--- Task material Enclosed Below ---

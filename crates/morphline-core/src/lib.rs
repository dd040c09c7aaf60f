//! Morphline Core Library
//!
//! An embeddable, configuration-driven ETL interpreter. A morphline document
//! declares one or more pipelines; the compiler turns one of them into a tree
//! of [`Command`]s, and the embedding application streams records through it:
//!
//! - Record model with multi-valued fields and attachment payloads
//! - Field expressions for per-record argument resolution
//! - Command tree compiler with an explicit builder registry
//! - Attachment parsers (`readLine`, `readMultiLine`)
//! - Fault tolerance policy for production mode
//!
//! # Architecture
//!
//! ```text
//! ┌─────────────┐     ┌─────────────┐     ┌──────────────────────────┐
//! │  Document   │────▶│  Compiler   │────▶│ pipe → cmd → … → drop    │
//! │   (YAML)    │     │ (registry)  │     │   process() / notify()   │
//! └─────────────┘     └─────────────┘     └──────────────────────────┘
//! ```
//!
//! # Example
//!
//! ```rust,ignore
//! use morphline_core::{Compiler, MorphlineContext, Record};
//!
//! let context = MorphlineContext::default();
//! let mut morphline = Compiler::new().compile_file("morphline.yaml", None, &context, &[])?;
//!
//! let mut record = Record::new();
//! record.put("message", "hello");
//! assert!(morphline.process(&mut record)?);
//! ```

#![forbid(unsafe_code)]
#![warn(missing_docs)]
#![warn(clippy::all)]

pub mod command;
pub mod compiler;
pub mod config;
pub mod context;
pub mod error;
pub mod expression;
pub mod fault;
pub mod fields;
pub mod loader;
pub mod media_type;
pub mod morphline;
pub mod notifications;
pub mod parser;
pub mod record;
pub mod registry;
pub mod stdlib;
pub mod validator;
pub mod value;

pub use command::{Command, CommandBuilder, CommandCore, CommandPath};
pub use compiler::Compiler;
pub use config::{Configs, Document, PipelineConfig};
pub use context::MorphlineContext;
pub use error::{Error, Result};
pub use expression::FieldExpression;
pub use fault::{ExceptionHandler, FaultTolerance, RecoverableSignature};
pub use loader::{DocumentLoader, SinkLocator};
pub use media_type::MediaType;
pub use morphline::Morphline;
pub use notifications::LifecycleEvent;
pub use record::Record;
pub use registry::CommandRegistry;
pub use validator::{Choice, Validator};
pub use value::{SharedStream, Value};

--- End of Enclosed Task material ---

§ **Work to complete**
Every line above needs to be retyped exactly.

§ **Answer box**
filename crates/morphline-core/src/lib.rs
repository dd040c09c7aaf60f
//! Morphline Core Library
//!
//! An embeddable, configuration-driven ETL interpreter. A morphline document
//! declares one or more pipelines; the compiler turns one of them into a tree
//! of [`Command`]s, and the embedding application streams records through it:
//!
//! - Record model with multi-valued fields and attachment payloads
//! - Field expressions for per-record argument resolution
//! - Command tree compiler with an explicit builder registry
//! - Attachment parsers (`readLine`, `readMultiLine`)
//! - Fault tolerance policy for production mode
//!
//! # Architecture
//!
//! ```text
//! ┌─────────────┐     ┌─────────────┐     ┌──────────────────────────┐
//! │  Document   │────▶│  Compiler   │────▶│ pipe → cmd → … → drop    │
//! │   (YAML)    │     │ (registry)  │     │   process() / notify()   │
//! └─────────────┘     └─────────────┘     └──────────────────────────┘
//! ```
//!
//! # Example
//!
//! ```rust,ignore
//! use morphline_core::{Compiler, MorphlineContext, Record};
//!
//! let context = MorphlineContext::default();
//! let mut morphline = Compiler::new().compile_file("morphline.yaml", None, &context, &[])?;
//!
//! let mut record = Record::new();
//! record.put("message", "hello");
//! assert!(morphline.process(&mut record)?);
//! ```

#![forbid(unsafe_code)]
#![warn(missing_docs)]
#![warn(clippy::all)]

pub mod command;
pub mod compiler;
pub mod config;
pub mod context;
pub mod error;
pub mod expression;
pub mod fault;
pub mod fields;
pub mod loader;
pub mod media_type;
pub mod morphline;
pub mod notifications;
pub mod parser;
pub mod record;
pub mod registry;
pub mod stdlib;
pub mod validator;
pub mod value;

pub use command::{Command, CommandBuilder, CommandCore, CommandPath};
pub use compiler::Compiler;
pub use config::{Configs, Document, PipelineConfig};
pub use context::MorphlineContext;
pub use error::{Error, Result};
pub use expression::FieldExpression;
pub use fault::{ExceptionHandler, FaultTolerance, RecoverableSignature};
pub use loader::{DocumentLoader, SinkLocator};
pub use media_type::MediaType;
pub use morphline::Morphline;
pub use notifications::LifecycleEvent;
pub use record::Record;
pub use registry::CommandRegistry;
pub use validator::{Choice, Validator};
pub use value::{SharedStream, Value};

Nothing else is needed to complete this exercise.